A meno di un mese e mezzo dall’entrata in vigore dell’obbligo (1 gennaio 2019), la Fattura Elettronica dev’essere rivista e va cambiata: è quanto stabilito oggi dal Garante Privacy, con una comunicazione indirizzata all’Agenzia delle Entrate, al Presidente del Consiglio dei Ministri e al Ministro dell’Economia e delle Finanze. L’attenzione è riposta sulle modalità di trattamento dei dati.
Fattura Elettronica e privacy
Si fa riferimento a una “sproporzionata raccolta di informazioni” e a “rischi di usi impropri da parte di terzi”. L’Autorità chiede dunque all’AdE di rendere noto con urgenza in che modo intende rendere il funzionamento della Fattura Elettronica conforme a quanto previsto dall’impianto normativo italiano ed europeo. Secondo il Garante, così come è stato strutturato, il sistema “presenta rilevanti criticità in ordine alla compatibilità con la normativa in materia di protezione dei dati personali”.
Vi è un rischio concreto ed elevato per le libertà e per i diritti degli interessati, posto in essere dal “trattamento sistematico, generalizzato e di dettaglio” dei dati personali su larga scala. Il pericolo riguarda da vicino tutti noi, ogni aspetto della nostra vita quoridiana, e non è giustificato dalle finalità che l’introduzione della Fatturazione Elettronica si pone come obiettivo.
Cosa non va
Sono state individuate alcune criticità. Anzitutto, l’Agenzia delle Entrate dopo aver recapitato le fatture attraverso il Sistema di Interscambio archivierà i dati a cui ricorrere in caso di controllo, inclusi quelli non necessari ai fini fiscali. Tra questi le informazioni di dettaglio sulle abitudini di chi ha effettuato l’acquisto, le tipologie di consumo, la fruizione di servizi energetici o di telecomunicazioni, la regolarità nei pagamenti, l’appartenenza a una particolare categoria e la descrizione delle prestazioni (anche legali o sanitarie).
Ancora, l’Agenzia delle Entrate ha espresso l’intento di mettere a disposizione, attraverso il proprio portale, tutte le fatture in formato digitale, anche senza una richiesta esplicita da parte dei consumatori. Una modalità che secondo il Garante non è in linea con quanto previsto dalla normativa, che invece prevede di poter esprimere una preferenza per continuare a riceverla (digitale o cartacea) direttamente dal fornitore.

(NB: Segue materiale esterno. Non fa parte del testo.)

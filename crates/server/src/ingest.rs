//! Material ingestion: get each selected material in front of the model.
//!
//! Small text files are inlined into the system prompt. Everything else is
//! uploaded to the provider's file store once; the returned handle is cached
//! on the material row and reused until shortly before it expires.

use chrono::{DateTime, Duration, Utc};

use studyhall_api::{AiFileStatus, db};
use studyhall_tutor::prompt::MaterialContext;
use studyhall_tutor::{FileUpload, GenerativeModel, Part};

use crate::objects::ObjectStore;
use crate::storage::{Db, StoredMaterial, sq_execute};

/// Text materials up to this size are inlined instead of uploaded.
pub const INLINE_MAX_BYTES: i64 = 200 * 1024;

/// A cached handle must stay valid at least this long to be reused.
const HANDLE_REUSE_MARGIN_MINUTES: i64 = 5;

#[derive(Debug, Clone, PartialEq)]
pub enum Plan {
    Inline,
    Reuse(Part),
    Upload,
}

pub fn is_text_material(mime_type: &str, file_name: &str) -> bool {
    let lower = file_name.to_ascii_lowercase();
    mime_type.starts_with("text/")
        || mime_type == "application/json"
        || lower.ends_with(".md")
        || lower.ends_with(".txt")
}

pub fn plan(stored: &StoredMaterial, now: DateTime<Utc>) -> Plan {
    let m = &stored.material;
    if is_text_material(&m.mime_type, &m.file_name) && m.size_bytes <= INLINE_MAX_BYTES {
        return Plan::Inline;
    }
    if let Some(uri) = m.ai_file_uri.as_deref().filter(|u| !u.is_empty()) {
        let still_valid = match m.ai_file_expires_at.as_deref() {
            // No expiry reported: trust the handle.
            None => true,
            Some(raw) => DateTime::parse_from_rfc3339(raw)
                .map(|exp| exp.with_timezone(&Utc) > now + Duration::minutes(HANDLE_REUSE_MARGIN_MINUTES))
                .unwrap_or(false),
        };
        if still_valid {
            return Plan::Reuse(Part::File {
                mime_type: m.mime_type.clone(),
                uri: uri.to_string(),
            });
        }
    }
    Plan::Upload
}

/// Build the model context for `materials`. Never fails as a whole: a
/// material that cannot be prepared is marked `failed` and reported by name.
pub async fn build_context(
    db: &Db,
    store: &ObjectStore,
    model: &dyn GenerativeModel,
    user_id: &str,
    materials: &[StoredMaterial],
) -> MaterialContext {
    let mut ctx = MaterialContext::new();
    let now = Utc::now();

    for stored in materials {
        let m = &stored.material;
        let result = match plan(stored, now) {
            Plan::Inline => match store.get(&stored.storage_path).await {
                Ok(bytes) => {
                    ctx.add_inline(&m.file_name, &m.tags, &String::from_utf8_lossy(&bytes));
                    if m.ai_status != AiFileStatus::Inline {
                        set_status(db, user_id, &m.id, AiFileStatus::Inline);
                    }
                    Ok(())
                }
                Err(e) => Err(e.to_string()),
            },
            Plan::Reuse(part) => {
                ctx.add_file(&m.file_name, &m.tags, part);
                Ok(())
            }
            Plan::Upload => upload(db, store, model, user_id, stored)
                .await
                .map(|part| ctx.add_file(&m.file_name, &m.tags, part)),
        };

        if let Err(e) = result {
            tracing::warn!(material_id = %m.id, file = %m.file_name, "material ingestion failed: {e}");
            set_status(db, user_id, &m.id, AiFileStatus::Failed);
            ctx.add_failed(&m.file_name);
        }
    }

    ctx
}

async fn upload(
    db: &Db,
    store: &ObjectStore,
    model: &dyn GenerativeModel,
    user_id: &str,
    stored: &StoredMaterial,
) -> Result<Part, String> {
    let m = &stored.material;
    let bytes = store
        .get(&stored.storage_path)
        .await
        .map_err(|e| e.to_string())?;
    let remote = model
        .upload_file(FileUpload {
            display_name: m.file_name.clone(),
            mime_type: m.mime_type.clone(),
            bytes,
        })
        .await
        .map_err(|e| e.to_string())?;

    let expires_at = remote.expires_at.map(|t| t.to_rfc3339());
    let conn = db.conn();
    sq_execute(
        &conn,
        db::materials::set_remote_file(
            user_id,
            &m.id,
            &remote.name,
            &remote.uri,
            expires_at.as_deref(),
        ),
    )
    .map_err(|e| e.to_string())?;
    tracing::info!(material_id = %m.id, remote = %remote.name, "material uploaded to model provider");
    Ok(remote.as_part())
}

fn set_status(db: &Db, user_id: &str, material_id: &str, status: AiFileStatus) {
    let conn = db.conn();
    if let Err(e) = sq_execute(&conn, db::materials::set_ai_status(user_id, material_id, status)) {
        tracing::error!("set ai_status {status} on {material_id}: {e}");
    }
}
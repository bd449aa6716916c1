use axum::Json;
use studyhall_api::HealthResponse;

/// GET /api/health: server liveness check.
pub async fn health() -> Json<HealthResponse> {
    Json(HealthResponse {
        status: "ok".to_string(),
        version: env!("CARGO_PKG_VERSION").to_string(),
    })
}
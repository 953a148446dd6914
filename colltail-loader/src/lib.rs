//! # colltail Loader Library
//!
//! Resolves a locale (and optional `collation=<type>` keyword) to a
//! collation tailoring, applying locale fallback from the resource store,
//! collation type fallback, and root equivalence.
//!
//! **Collaborators** are injected as traits:
//! - [`ResourceStore`]: hierarchical locale data (see [`MemoryStore`])
//! - [`TailoringReader`]: payload decoding (see [`JsonSettingsReader`])
//!
//! The root tailoring is supplied by the caller and returned unchanged
//! whenever no distinct tailoring applies.

pub mod error;
pub mod loader;
pub mod memory;
pub mod reader;
pub mod resource;
pub mod root_rules;
pub mod tailoring;
pub mod type_resolver;

pub use error::{Error, Result};
pub use loader::{Resolution, TailoringBuilder};
pub use memory::{MemoryStore, ResourceValue};
pub use reader::{JsonSettingsReader, ReadError, TailoringReader};
pub use resource::{Bundle, Lookup, ResourceStore, COLLATION_TREE};
pub use root_rules::{RootRuleCache, ROOT_RULES};
pub use tailoring::{BinaryData, Settings, Tailoring};
pub use type_resolver::{ResolvedType, TypeResolver, DEFAULT_COLLATION_TYPE};
//! Configuration loading and data file resolution
//!
//! Data file resolution follows this priority order:
//! 1. Command-line argument (highest priority)
//! 2. `COLLTAIL_DATA` environment variable
//! 3. `data_file` key in the TOML config file
//! 4. OS-dependent compiled default (fallback)
//!
//! Missing or unreadable config files are never fatal: a warning is logged
//! and compiled defaults apply.

use crate::{Error, Result};
use serde::{Deserialize, Serialize};
use std::path::{Path, PathBuf};
use tracing::{debug, warn};

/// Environment variable naming the data tree file
pub const DATA_FILE_ENV: &str = "COLLTAIL_DATA";

/// Default name of the collation data tree
pub const DEFAULT_TREE: &str = "coll";

/// Logging section of the TOML config
#[derive(Debug, Clone, PartialEq, Eq, Serialize, Deserialize)]
pub struct LoggingConfig {
    /// Default filter when `RUST_LOG` is unset (`error`..`trace`)
    #[serde(default = "default_log_level")]
    pub level: String,
}

impl Default for LoggingConfig {
    fn default() -> Self {
        Self {
            level: default_log_level(),
        }
    }
}

fn default_log_level() -> String {
    "info".to_string()
}

fn default_tree() -> String {
    DEFAULT_TREE.to_string()
}

/// Contents of `colltail.toml`
#[derive(Debug, Clone, PartialEq, Eq, Serialize, Deserialize)]
pub struct TomlConfig {
    /// Path to the TOML data tree file
    #[serde(default)]
    pub data_file: Option<PathBuf>,

    /// Name of the collation data tree inside the data file
    #[serde(default = "default_tree")]
    pub tree: String,

    #[serde(default)]
    pub logging: LoggingConfig,
}

impl Default for TomlConfig {
    fn default() -> Self {
        Self {
            data_file: None,
            tree: default_tree(),
            logging: LoggingConfig::default(),
        }
    }
}

/// OS-dependent compiled defaults
#[derive(Debug, Clone)]
pub struct CompiledDefaults {
    pub data_file: PathBuf,
    pub tree: String,
    pub log_level: String,
}

impl CompiledDefaults {
    pub fn for_current_platform() -> Self {
        Self {
            data_file: default_data_file(),
            tree: default_tree(),
            log_level: default_log_level(),
        }
    }
}

/// Get OS-dependent default data file path
fn default_data_file() -> PathBuf {
    if cfg!(target_os = "linux") {
        // ~/.local/share/colltail/tree.toml (or /usr/share for system-wide)
        dirs::data_local_dir()
            .map(|d| d.join("colltail").join("tree.toml"))
            .unwrap_or_else(|| PathBuf::from("/usr/share/colltail/tree.toml"))
    } else if cfg!(target_os = "macos") {
        dirs::data_dir()
            .map(|d| d.join("colltail").join("tree.toml"))
            .unwrap_or_else(|| PathBuf::from("/Library/Application Support/colltail/tree.toml"))
    } else if cfg!(target_os = "windows") {
        dirs::data_local_dir()
            .map(|d| d.join("colltail").join("tree.toml"))
            .unwrap_or_else(|| PathBuf::from("C:\\ProgramData\\colltail\\tree.toml"))
    } else {
        PathBuf::from("./colltail_data/tree.toml")
    }
}

/// Locate the config file for the platform, if one exists
fn find_config_file() -> Option<PathBuf> {
    let user_config = dirs::config_dir().map(|d| d.join("colltail").join("config.toml"));
    if let Some(path) = user_config {
        if path.exists() {
            return Some(path);
        }
    }

    if cfg!(unix) {
        let system_config = PathBuf::from("/etc/colltail/config.toml");
        if system_config.exists() {
            return Some(system_config);
        }
    }

    None
}

/// Parse a TOML config file
pub fn load_toml_config(path: &Path) -> Result<TomlConfig> {
    let content = std::fs::read_to_string(path)?;
    toml::from_str(&content)
        .map_err(|e| Error::Config(format!("Failed to parse {}: {}", path.display(), e)))
}

/// Resolves the data file and effective configuration
///
/// An explicit config path replaces the platform config lookup.
#[derive(Debug, Clone, Default)]
pub struct DataFileResolver {
    config_path: Option<PathBuf>,
}

impl DataFileResolver {
    pub fn new() -> Self {
        Self::default()
    }

    /// Use `path` instead of searching the platform config locations
    pub fn with_config_file(path: impl Into<PathBuf>) -> Self {
        Self {
            config_path: Some(path.into()),
        }
    }

    /// Load the TOML config, falling back to defaults on any failure
    pub fn load_config(&self) -> TomlConfig {
        let path = match self.config_path.clone().or_else(find_config_file) {
            Some(path) => path,
            None => {
                debug!("No config file found, using compiled defaults");
                return TomlConfig::default();
            }
        };

        match load_toml_config(&path) {
            Ok(config) => {
                debug!("Loaded config from {}", path.display());
                config
            }
            Err(e) => {
                warn!("Ignoring config file {}: {}", path.display(), e);
                TomlConfig::default()
            }
        }
    }

    /// Resolve the data file path using the four-tier priority order
    pub fn resolve(&self, cli_arg: Option<&Path>) -> PathBuf {
        // Priority 1: Command-line argument
        if let Some(path) = cli_arg {
            return path.to_path_buf();
        }

        // Priority 2: Environment variable
        if let Ok(path) = std::env::var(DATA_FILE_ENV) {
            if !path.is_empty() {
                return PathBuf::from(path);
            }
        }

        // Priority 3: TOML config file
        if let Some(path) = self.load_config().data_file {
            return path;
        }

        // Priority 4: OS-dependent compiled default
        CompiledDefaults::for_current_platform().data_file
    }
}
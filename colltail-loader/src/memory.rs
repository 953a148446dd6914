//! In-memory resource store
//!
//! Holds `tree → locale → table` data and implements [`ResourceStore`] with
//! parent-chain fallback (`zh_Hant_TW` → `zh_Hant` → `zh` → root).
//!
//! # TOML data files
//!
//! Each top-level table is a tree; each table below it is a locale's data:
//!
//! ```toml
//! [coll.root]
//! UCARules = "&a<b"
//!
//! [coll.root.collations]
//! default = "standard"
//!
//! [coll.root.collations.standard]
//! "%%CollationBin" = "{}"
//! ```
//!
//! Strings map to strings, arrays of integers (0..=255) to binary blobs, and
//! tables to tables. String values under keys starting with `%%` are stored
//! as binary (their UTF-8 bytes).

use crate::resource::{Bundle, Lookup, ResourceStore};
use colltail_common::{Error, Locale, Result};
use std::collections::{BTreeMap, HashMap};
use std::path::Path;
use std::sync::atomic::{AtomicUsize, Ordering};
use tracing::debug;

/// Prefix of keys whose string values are binary payloads
const BINARY_KEY_PREFIX: &str = "%%";

/// Value stored in a [`MemoryStore`]
#[derive(Debug, Clone, PartialEq, Eq)]
pub enum ResourceValue {
    String(String),
    Binary(Vec<u8>),
    Table(BTreeMap<String, ResourceValue>),
}

impl ResourceValue {
    pub fn table() -> Self {
        ResourceValue::Table(BTreeMap::new())
    }

    fn get_path(&self, path: &str) -> Option<&ResourceValue> {
        let mut current = self;
        for segment in path.split('/').filter(|s| !s.is_empty()) {
            match current {
                ResourceValue::Table(entries) => current = entries.get(segment)?,
                _ => return None,
            }
        }
        Some(current)
    }

    /// Insert `value` at `path`, creating intermediate tables.
    ///
    /// Fails when a non-table value sits on the path.
    fn insert_path(&mut self, path: &str, value: ResourceValue) -> Result<()> {
        let segments: Vec<&str> = path.split('/').filter(|s| !s.is_empty()).collect();
        let (last, parents) = segments
            .split_last()
            .ok_or_else(|| Error::InvalidInput("empty resource path".to_string()))?;

        let mut current = self;
        for segment in parents {
            current = match current {
                ResourceValue::Table(entries) => entries
                    .entry(segment.to_string())
                    .or_insert_with(ResourceValue::table),
                _ => {
                    return Err(Error::InvalidInput(format!(
                        "resource path {:?} crosses a non-table value",
                        path
                    )))
                }
            };
        }

        match current {
            ResourceValue::Table(entries) => {
                entries.insert(last.to_string(), value);
                Ok(())
            }
            _ => Err(Error::InvalidInput(format!(
                "resource path {:?} crosses a non-table value",
                path
            ))),
        }
    }
}

/// Resource store backed by in-process tables
#[derive(Debug, Default)]
pub struct MemoryStore {
    trees: HashMap<String, HashMap<Locale, ResourceValue>>,
    string_fetches: AtomicUsize,
}

impl MemoryStore {
    pub fn new() -> Self {
        Self::default()
    }

    /// Insert a value for `locale` at the `/`-separated `path`
    pub fn insert(
        &mut self,
        tree: &str,
        locale: &Locale,
        path: &str,
        value: ResourceValue,
    ) -> Result<()> {
        self.trees
            .entry(tree.to_string())
            .or_default()
            .entry(locale.base_locale())
            .or_insert_with(ResourceValue::table)
            .insert_path(path, value)
    }

    pub fn insert_string(&mut self, tree: &str, locale: &Locale, path: &str, value: &str) -> Result<()> {
        self.insert(tree, locale, path, ResourceValue::String(value.to_string()))
    }

    pub fn insert_binary(&mut self, tree: &str, locale: &Locale, path: &str, value: &[u8]) -> Result<()> {
        self.insert(tree, locale, path, ResourceValue::Binary(value.to_vec()))
    }

    /// Register `locale` in `tree` with an empty table
    pub fn insert_locale(&mut self, tree: &str, locale: &Locale) {
        self.trees
            .entry(tree.to_string())
            .or_default()
            .entry(locale.base_locale())
            .or_insert_with(ResourceValue::table);
    }

    /// Locales present in `tree`, sorted
    pub fn locales(&self, tree: &str) -> Vec<Locale> {
        let mut locales: Vec<Locale> = self
            .trees
            .get(tree)
            .map(|locales| locales.keys().cloned().collect())
            .unwrap_or_default();
        locales.sort();
        locales
    }

    /// Number of string fetches served so far
    pub fn fetch_count(&self) -> usize {
        self.string_fetches.load(Ordering::SeqCst)
    }

    /// Parse a TOML data tree
    pub fn from_toml_str(content: &str) -> Result<Self> {
        let document: toml::Table = toml::from_str(content)
            .map_err(|e| Error::Parse(format!("invalid data tree: {}", e)))?;

        let mut store = MemoryStore::new();
        for (tree, locales) in document {
            let toml::Value::Table(locales) = locales else {
                return Err(Error::Parse(format!("tree {:?} must be a table", tree)));
            };
            for (locale_name, data) in locales {
                let locale = Locale::new(&locale_name)?;
                let toml::Value::Table(data) = data else {
                    return Err(Error::Parse(format!(
                        "locale {:?} in tree {:?} must be a table",
                        locale_name, tree
                    )));
                };
                let value = convert_table(data)?;
                store
                    .trees
                    .entry(tree.clone())
                    .or_default()
                    .insert(locale, value);
            }
        }

        Ok(store)
    }

    /// Load a TOML data tree from disk
    pub fn from_toml_file(path: &Path) -> Result<Self> {
        let content = std::fs::read_to_string(path)?;
        let store = Self::from_toml_str(&content)
            .map_err(|e| Error::Parse(format!("{}: {}", path.display(), e)))?;
        debug!(
            "Loaded data tree from {} ({} trees)",
            path.display(),
            store.trees.len()
        );
        Ok(store)
    }

    fn value(&self, tree: &str, locale: &Locale, path: &str) -> Option<&ResourceValue> {
        self.trees.get(tree)?.get(locale)?.get_path(path)
    }

    /// First locale in the parent chain of `start` holding `path`
    fn find_with_fallback<T>(
        &self,
        tree: &str,
        start: &Locale,
        path: &str,
        pick: impl Fn(&ResourceValue) -> Option<T>,
    ) -> Lookup<(Locale, T)> {
        start
            .fallback_chain()
            .into_iter()
            .find_map(|locale| {
                let picked = self.value(tree, &locale, path).and_then(&pick)?;
                Some((locale, picked))
            })
            .into()
    }
}

fn convert_table(table: toml::Table) -> Result<ResourceValue> {
    let mut entries = BTreeMap::new();
    for (key, value) in table {
        let converted = convert_value(&key, value)?;
        entries.insert(key, converted);
    }
    Ok(ResourceValue::Table(entries))
}

fn convert_value(key: &str, value: toml::Value) -> Result<ResourceValue> {
    match value {
        toml::Value::String(s) if key.starts_with(BINARY_KEY_PREFIX) => {
            Ok(ResourceValue::Binary(s.into_bytes()))
        }
        toml::Value::String(s) => Ok(ResourceValue::String(s)),
        toml::Value::Array(items) => {
            let bytes = items
                .into_iter()
                .map(|item| match item {
                    toml::Value::Integer(n) => u8::try_from(n).map_err(|_| {
                        Error::Parse(format!("byte out of range in {:?}: {}", key, n))
                    }),
                    other => Err(Error::Parse(format!(
                        "binary {:?} must hold integers, found {}",
                        key,
                        other.type_str()
                    ))),
                })
                .collect::<Result<Vec<u8>>>()?;
            Ok(ResourceValue::Binary(bytes))
        }
        toml::Value::Table(table) => convert_table(table),
        other => Err(Error::Parse(format!(
            "unsupported value type {} for key {:?}",
            other.type_str(),
            key
        ))),
    }
}

impl ResourceStore for MemoryStore {
    fn open_bundle(&self, tree: &str, locale: &Locale) -> Lookup<Bundle> {
        let Some(locales) = self.trees.get(tree) else {
            return Lookup::Absent;
        };
        locale
            .fallback_chain()
            .into_iter()
            .find(|candidate| locales.contains_key(candidate))
            .map(|found| Bundle::new(tree, found, ""))
            .into()
    }

    fn sub_bundle(&self, bundle: &Bundle, path: &str) -> Lookup<Bundle> {
        let full = bundle.key_path(path);
        self.find_with_fallback(bundle.tree(), bundle.resolved_locale(), &full, |value| {
            matches!(value, ResourceValue::Table(_)).then_some(())
        })
        .map(|(locale, ())| Bundle::new(bundle.tree(), locale, full.clone()))
    }

    fn string(&self, bundle: &Bundle, key: &str) -> Lookup<String> {
        self.string_fetches.fetch_add(1, Ordering::SeqCst);
        match self.value(bundle.tree(), bundle.resolved_locale(), &bundle.key_path(key)) {
            Some(ResourceValue::String(s)) => Lookup::Found(s.clone()),
            _ => Lookup::Absent,
        }
    }

    fn binary(&self, bundle: &Bundle, key: &str) -> Lookup<Vec<u8>> {
        match self.value(bundle.tree(), bundle.resolved_locale(), &bundle.key_path(key)) {
            Some(ResourceValue::Binary(bytes)) => Lookup::Found(bytes.clone()),
            _ => Lookup::Absent,
        }
    }

    fn string_with_fallback(&self, bundle: &Bundle, path: &str) -> Lookup<String> {
        self.string_fetches.fetch_add(1, Ordering::SeqCst);
        let full = bundle.key_path(path);
        self.find_with_fallback(bundle.tree(), bundle.resolved_locale(), &full, |value| match value {
            ResourceValue::String(s) => Some(s.clone()),
            _ => None,
        })
        .map(|(_, s)| s)
    }
}

#[cfg(test)]
mod tests {
    use super::*;
    use crate::resource::COLLATION_TREE;

    fn loc(s: &str) -> Locale {
        s.parse().unwrap()
    }

    fn sample_store() -> MemoryStore {
        MemoryStore::from_toml_str(
            r#"
            [coll.root]
            UCARules = "&a<b"

            [coll.root.collations]
            default = "standard"

            [coll.root.collations.standard]
            "%%CollationBin" = [1, 2, 3]

            [coll.zh.collations]
            default = "pinyin"

            [coll.zh.collations.pinyin]
            "%%CollationBin" = "{}"
            Sequence = "&[before 2]a<<ā"

            [coll.zh_Hant.collations]
            default = "stroke"
            "#,
        )
        .unwrap()
    }

    #[test]
    fn test_open_bundle_falls_back_to_parent() {
        let store = sample_store();
        let bundle = store.open_bundle(COLLATION_TREE, &loc("zh_Hant_TW")).found().unwrap();
        assert_eq!(bundle.resolved_locale(), &loc("zh_Hant"));

        let bundle = store.open_bundle(COLLATION_TREE, &loc("xx")).found().unwrap();
        assert!(bundle.resolved_locale().is_root());
    }

    #[test]
    fn test_open_bundle_unknown_tree_is_absent() {
        let store = sample_store();
        assert_eq!(store.open_bundle("brkitr", &loc("zh")), Lookup::Absent);
    }

    #[test]
    fn test_sub_bundle_reports_locale_where_found() {
        let store = sample_store();
        let bundle = store.open_bundle(COLLATION_TREE, &loc("zh_Hant")).found().unwrap();
        let collations = store.sub_bundle(&bundle, "collations").found().unwrap();
        assert_eq!(collations.resolved_locale(), &loc("zh_Hant"));

        let pinyin = store.sub_bundle(&collations, "pinyin").found().unwrap();
        assert_eq!(pinyin.resolved_locale(), &loc("zh"));
        assert_eq!(pinyin.path(), "collations/pinyin");
    }

    #[test]
    fn test_sub_bundle_ignores_non_tables() {
        let store = sample_store();
        let root = store.open_bundle(COLLATION_TREE, &Locale::root()).found().unwrap();
        let collations = store.sub_bundle(&root, "collations").found().unwrap();
        assert_eq!(store.sub_bundle(&collations, "default"), Lookup::Absent);
    }

    #[test]
    fn test_strings_and_binaries() {
        let store = sample_store();
        let root = store.open_bundle(COLLATION_TREE, &Locale::root()).found().unwrap();
        assert_eq!(store.string(&root, "UCARules"), Lookup::Found("&a<b".to_string()));
        assert_eq!(store.string(&root, "Missing"), Lookup::Absent);

        let standard = store.sub_bundle(&root, "collations/standard").found().unwrap();
        assert_eq!(store.binary(&standard, "%%CollationBin"), Lookup::Found(vec![1, 2, 3]));

        let zh = store.open_bundle(COLLATION_TREE, &loc("zh")).found().unwrap();
        let pinyin = store.sub_bundle(&zh, "collations/pinyin").found().unwrap();
        assert_eq!(store.binary(&pinyin, "%%CollationBin"), Lookup::Found(b"{}".to_vec()));
    }

    #[test]
    fn test_string_with_fallback_walks_parents() {
        let store = sample_store();
        let zh_tw = store.open_bundle(COLLATION_TREE, &loc("zh_Hant_TW")).found().unwrap();
        assert_eq!(
            store.string_with_fallback(&zh_tw, "collations/default"),
            Lookup::Found("stroke".to_string())
        );
        assert_eq!(
            store.string_with_fallback(&zh_tw, "UCARules"),
            Lookup::Found("&a<b".to_string())
        );
    }

    #[test]
    fn test_fetch_count_tracks_string_reads() {
        let store = sample_store();
        let root = store.open_bundle(COLLATION_TREE, &Locale::root()).found().unwrap();
        assert_eq!(store.fetch_count(), 0);
        let _ = store.string(&root, "UCARules");
        let _ = store.string_with_fallback(&root, "collations/default");
        assert_eq!(store.fetch_count(), 2);
    }

    #[test]
    fn test_insert_builds_nested_tables() {
        let mut store = MemoryStore::new();
        store
            .insert_string(COLLATION_TREE, &loc("sv"), "collations/default", "reformed")
            .unwrap();
        store
            .insert_binary(COLLATION_TREE, &loc("sv"), "collations/reformed/%%CollationBin", b"{}")
            .unwrap();

        assert!(store
            .insert_string(COLLATION_TREE, &loc("sv"), "collations/default/x", "y")
            .is_err());
        assert_eq!(store.locales(COLLATION_TREE), vec![loc("sv")]);
    }

    #[test]
    fn test_bad_data_tree_rejected() {
        assert!(MemoryStore::from_toml_str("coll = 3").is_err());
        assert!(MemoryStore::from_toml_str("[coll]\nzh = \"x\"").is_err());
        assert!(MemoryStore::from_toml_str("[coll.zh]\nbin = [1, 300]").is_err());
        assert!(MemoryStore::from_toml_str("[coll.zh]\nflag = true").is_err());
        assert!(MemoryStore::from_toml_str("[coll.\"zh TW\"]\nx = \"y\"").is_err());
    }
}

Un altro possibile fattore di rischio è costituito dagli intermediari ai quali il contribuente può delegare la gestione delle fatture (trasmissione, ricezione e conservazione). Questi, in alcuni casi, potrebbero fungere da veri e propri hub per la raccolta di enormi volumi di dati personali, con un aumento esponenziale dei rischi. Insomma, qualcuno potrebbe farne un uso improprio.
Manca poi un adeguato sistema di protezione per i documenti: niente crittografia per il Sistema di Interscambio e nel caso in cui si dovesse ricorrere all’impiego della PEC per l’invio le fatture rimarrebbero salvate sui server di posta elettronica.
E adesso?
Per la prima volta il Garante esercita dunque il potere correttivo di avvertimento attribuitogli dal Regolamento Europeo, chiudendo il suo intervento sottolineando come l’Agenzia delle Entrate non abbia fatto ricorso alla sua consultazione preventiva (come peraltro stabilito dalle normative) in modo da accompagnare passo passo la realizzazione del nuovo sistema in modo conforme a quanto previsto dalle leggi sulla protezione dei dati. Bisogna dunque trovare un nuovo equilibrio tra l’esigenza di rinnovare e ottimizzare la macchina fiscale e la necessità di tutelare i cittadini.
Il primo step verso l’adozione della Fatturazione Elettronica era stato compiuto nel 2014 con l’introduzione dell’obbligo per le prestazioni erogate agli enti pubblici. Si è poi arrivati alla Legge di Bilancio 2018 (205/2017) che ha esteso la misura a tutte le transazioni riguardanti beni e servizi offerti sia ai privati sia alle imprese, dunque tra fornitori così come tra fornitori e consumatori. A gestire l’emissione e la registrazione dei documenti è il Sistema di Interscambio messo a disposizione dall’Agenzia delle Entrate.